Several days later, another friend of LBL called in a pickle (the vintage way of saying a conundrum, not the popular item found on one's plate next to a pastrami sandwich). She had picked up two prescriptions from the pharmacy, driven home and brought them into the bathroom. A close inspection of each tube revealed nothing that would help her to distinguish the rash cream from the ointment that was supposed to be placed inside her hoo-ha. The phrases "Apply as needed," "For excessive itching," "Seek medical attention if swallowed," and "Stay away from other humans if pustules develop," did not help to solve the mystery.
LBL can relate. She has spent more time than she cares to admit, staring at tubes, vials and containers, trying to figure out which of her body parts should be the first in line for application and/or ingestion. In her closet are several small containers of a line of hair and body lotions she pilfered from a hotel bathroom. The line is called "Pure." LBL believes this word applies to anything one could possibly want to come into contact with one's body. There is one exception, but this is a family blog. But no matter how long she stares at the bottles, she still cannot decide which is the shampoo, which is the conditioner, which is the body lotion and which is the sunscreen. The bottles continue to sit, unused. LBL holds out hope that one day, they will identify themselves.

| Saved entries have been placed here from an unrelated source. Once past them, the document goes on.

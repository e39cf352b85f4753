use axum::extract::FromRequestParts;
use axum::http::header::AUTHORIZATION;
use axum::http::request::Parts;

use crate::error::AppError;
use crate::models::user::User;

/// Resolves an already-issued bearer token to its owning `User`. There is no
/// HTML login form in this repo to set a cookie from — credential
/// verification is an external collaborator's job (§4.8); this extractor
/// only trusts a token it was handed.
pub struct CurrentUser {
    pub user: User,
}

impl std::ops::Deref for CurrentUser {
    type Target = User;
    fn deref(&self) -> &Self::Target {
        &self.user
    }
}

impl FromRequestParts<crate::AppState> for CurrentUser {
    type Rejection = AppError;

    async fn from_request_parts(
        parts: &mut Parts,
        state: &crate::AppState,
    ) -> Result<Self, Self::Rejection> {
        let token = bearer_token(parts)
            .ok_or_else(|| AppError::Unauthorized("missing bearer token".to_string()))?;

        let user = User::find_by_api_token(&state.db, &token)
            .await?
            .ok_or_else(|| AppError::Unauthorized("unknown api token".to_string()))?;

        Ok(CurrentUser { user })
    }
}

fn bearer_token(parts: &Parts) -> Option<String> {
    let header = parts.headers.get(AUTHORIZATION)?.to_str().ok()?;
    header.strip_prefix("Bearer ").map(str::to_string)
}
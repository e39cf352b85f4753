//! Thin wrapper over `shakmaty`, the external chess-rules collaborator.
//! This module is the only place in the repo that imports `shakmaty` types
//! directly — everything else talks in SAN strings and `TerminalResult`s.

use std::collections::HashMap;

use shakmaty::fen::Fen;
use shakmaty::san::San;
use shakmaty::zobrist::{Zobrist64, ZobristHash};
use shakmaty::{Chess, Color as ShakmatyColor, EnPassantMode, Position};

use crate::models::game::Color;

#[derive(Debug, Clone, Copy, PartialEq, Eq)]
pub enum TerminalResult {
    Checkmate { winner: Color },
    Stalemate,
    InsufficientMaterial,
    FiftyMoveRule,
    ThreefoldRepetition,
}

impl TerminalResult {
    pub fn reason(&self) -> String {
        match self {
            TerminalResult::Checkmate { winner } => format!(
                "Checkmate. {} won.",
                match winner {
                    Color::White => "White",
                    Color::Black => "Black",
                }
            ),
            TerminalResult::Stalemate => "Stalemate. Draw.".to_string(),
            TerminalResult::InsufficientMaterial => "Insufficient material. Draw.".to_string(),
            TerminalResult::FiftyMoveRule => "Fifty-move rule. Draw.".to_string(),
            TerminalResult::ThreefoldRepetition => "Threefold repetition. Draw.".to_string(),
        }
    }
}

fn from_shakmaty_color(color: ShakmatyColor) -> Color {
    match color {
        ShakmatyColor::White => Color::White,
        ShakmatyColor::Black => Color::Black,
    }
}

/// Replays a stored comma-split SAN move list from the starting position.
/// Malformed history indicates store corruption, not client input, so this
/// returns `Err` rather than dropping silently.
pub fn replay(moves: &[&str]) -> Result<Chess, String> {
    let mut pos = Chess::default();
    for san_str in moves {
        let san: San = san_str
            .parse()
            .map_err(|e| format!("corrupt move history at {san_str:?}: {e}"))?;
        let mv = san
            .to_move(&pos)
            .map_err(|e| format!("illegal move in stored history {san_str:?}: {e}"))?;
        pos = pos
            .play(&mv)
            .map_err(|e| format!("play failed replaying {san_str:?}: {e}"))?;
    }
    Ok(pos)
}

/// Parses and applies one SAN move. `None` means the spec's "drop silently"
/// path: unparseable or illegal input.
pub fn apply_san(pos: &Chess, san_str: &str) -> Option<Chess> {
    let san: San = san_str.parse().ok()?;
    let mv = san.to_move(pos).ok()?;
    pos.clone().play(&mv).ok()
}

pub fn zobrist_hash(pos: &Chess) -> u64 {
    pos.zobrist_hash::<Zobrist64>(EnPassantMode::Legal).0
}

pub fn fen(pos: &Chess) -> String {
    Fen::from_position(pos.clone(), EnPassantMode::Legal).to_string()
}

/// Checks the four library-detectable terminal conditions plus threefold
/// repetition, which this engine tracks itself via `repetition_counts`
/// (shakmaty's `Position` carries no move history).
pub fn terminal_result(pos: &Chess, repetition_counts: &HashMap<u64, u8>) -> Option<TerminalResult> {
    if pos.is_checkmate() {
        let winner = from_shakmaty_color(!pos.turn());
        return Some(TerminalResult::Checkmate { winner });
    }
    if pos.is_stalemate() {
        return Some(TerminalResult::Stalemate);
    }
    if pos.is_insufficient_material() {
        return Some(TerminalResult::InsufficientMaterial);
    }
    if pos.halfmoves() >= 100 {
        return Some(TerminalResult::FiftyMoveRule);
    }
    let hash = zobrist_hash(pos);
    if repetition_counts.get(&hash).copied().unwrap_or(0) >= 3 {
        return Some(TerminalResult::ThreefoldRepetition);
    }
    None
}

pub fn is_insufficient_material(pos: &Chess) -> bool {
    pos.is_insufficient_material()
}

pub fn whose_turn(pos: &Chess) -> Color {
    from_shakmaty_color(pos.turn())
}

In her closet are several travel bottles that LBL filled for various trips, then placed back into the closet and completely forgot what was in them. She refuses to empty the bottles, because they might come in handy when she runs out of something. But she doesn't know what she would be running out of that would necessitate their use.

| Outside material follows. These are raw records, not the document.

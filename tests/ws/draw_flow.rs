use crate::common::TestServer;

/// Scenario 4 (spec §8): an offer followed by a second offer from the other
/// side is treated as acceptance and finalizes the game as a draw.
#[tokio::test]
async fn second_draw_offer_is_treated_as_acceptance() {
    let server = TestServer::start().await;
    let game_id = server.create_started_game(60).await;

    let mut white = server.ws_white().await;
    let mut black = server.ws_black().await;

    white.make_move(game_id, "e4").await;
    white.recv_type("game_updated").await;
    black.recv_type("game_updated").await;

    white.make_draw_offer(game_id).await;
    black.recv_type("draw_offer").await;

    black.make_draw_offer(game_id).await;

    let white_ended = white.recv_type("game_ended").await;
    assert_eq!(white_ended["result"], "draw");
    assert_eq!(white_ended["reason"], "Draw.");
    assert_eq!(white_ended["rating_delta"], 0);
    let black_ended = black.recv_type("game_ended").await;
    assert_eq!(black_ended["result"], "draw");
    assert_eq!(black_ended["rating_delta"], 0);

    let white_user = server.reload_user(server.white_id).await;
    let black_user = server.reload_user(server.black_id).await;
    assert_eq!(white_user.rating, 1200);
    assert_eq!(black_user.rating, 1200);
    assert_eq!(white_user.games_played, 1);

    let game = server.reload_game(game_id).await;
    assert_eq!(game.result, "1/2-1/2");
}

/// A single offer followed by an explicit decline clears the offer and
/// notifies the sender, without ending the game.
#[tokio::test]
async fn draw_offer_can_be_declined() {
    let server = TestServer::start().await;
    let game_id = server.create_started_game(60).await;

    let mut white = server.ws_white().await;
    let mut black = server.ws_black().await;

    white.make_move(game_id, "e4").await;
    white.recv_type("game_updated").await;
    black.recv_type("game_updated").await;

    white.make_draw_offer(game_id).await;
    black.recv_type("draw_offer").await;

    black.decline_draw_offer(game_id).await;
    white.recv_type("draw_offer_declined").await;

    let game = server.reload_game(game_id).await;
    assert_eq!(game.state, "started");
    assert!(game.draw_offer_sender.is_none());
}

There is also a bottle of either eye drops or ear drops or nose drops. LBL knows the difference between her eyes and her ears and her nose, and she also knows that she can't eat either one of them, but, beyond that, she hasn't made any further progress.
For some strange reason even she cannot fathom, LBL often takes the contents of over-the-counter-meds out of their boxes and is left with cards containing vacuum-packed little pills. The flip sides of the cards often do nothing to identify what the pills are to be used for.

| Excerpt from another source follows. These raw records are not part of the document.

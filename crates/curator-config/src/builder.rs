//! Staged, single-use assembly of the [`ConfigurationModel`].
//!
//! Each stage takes `&mut self` and returns the builder again so calls can
//! be chained with `?`. Once [`ConfigurationBuilder::build`] succeeds the
//! builder is sealed and every further call fails with
//! [`CuratorError::Sealed`].

use crate::model::{ConfigurationModel, LogLevel, RuntimeParameters, STORAGE_SUBSYSTEM};
use crate::paths::{PathLayout, DEFAULT_REPOSITORY_MARKER};
use crate::secrets::{SecretStore, VaultDirectoryStore};
use crate::source::{FilesystemProbe, StdFilesystem, StructuredDataReader, StructuredFileReader};
use curator_core::{CuratorError, MemberAccess, Result};
use curator_storage::{reconcile, LiveDeviceProvider, StaticDrives, StorageGroup};
use regex::Regex;
use serde_json::{Map, Value};
use std::path::Path;
use std::sync::OnceLock;
use tracing::{debug, info, warn};

/// External collaborators injected into the builder.
pub struct Collaborators {
    /// Reads on-disk data sources
    pub reader: Box<dyn StructuredDataReader>,
    /// Checks and creates directories
    pub filesystem: Box<dyn FilesystemProbe>,
    /// Enumerates attached storage devices
    pub devices: Box<dyn LiveDeviceProvider>,
    /// Lists the secrets held by the vault
    pub secrets: Box<dyn SecretStore>,
}

impl Collaborators {
    /// Default collaborators backed by the local filesystem.
    ///
    /// No device enumeration backend is wired, so every configured drive
    /// reconciles as unavailable until a real provider is supplied.
    #[must_use]
    pub fn system() -> Self {
        Self {
            reader: Box::new(StructuredFileReader),
            filesystem: Box::new(StdFilesystem),
            devices: Box::new(StaticDrives::empty()),
            secrets: Box::new(VaultDirectoryStore),
        }
    }

    /// Replace the live-device provider.
    #[must_use]
    pub fn with_devices(mut self, devices: impl LiveDeviceProvider + 'static) -> Self {
        self.devices = Box::new(devices);
        self
    }
}

impl Default for Collaborators {
    fn default() -> Self {
        Self::system()
    }
}

/// Assembles a [`ConfigurationModel`] from a root hint, runtime parameters
/// and on-disk data sources.
pub struct ConfigurationBuilder {
    collaborators: Collaborators,
    model: ConfigurationModel,
    repository_marker: String,
    file_log_level: Option<LogLevel>,
    paths_set: bool,
    parameters_set: bool,
    sealed: bool,
}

Over the years, there have been countless unmarked plastic containers in LBL's freezer. She has thawed out many such containers and is invariably met with disappointment over their contents, since most of them turn out to be things like chicken fat . Once thawed, the contents demand to be dealt with, adding insult to injury.
LBL is trying to convince herself to toss all mystery items in her life. But if she did that, along with all the bottles and jars and tubes in the linen closet and all the plastic containers in the freezer, she would have to include old photos of unidentified family members, coats and jackets left behind by unknown guests, unlabeled paint cans in the garage, and a whole lot more. When she thinks about it, she can feel her start to peter out (the vintage way of saying to become tired, not the popular pastime of males between the ages of 18 and 94).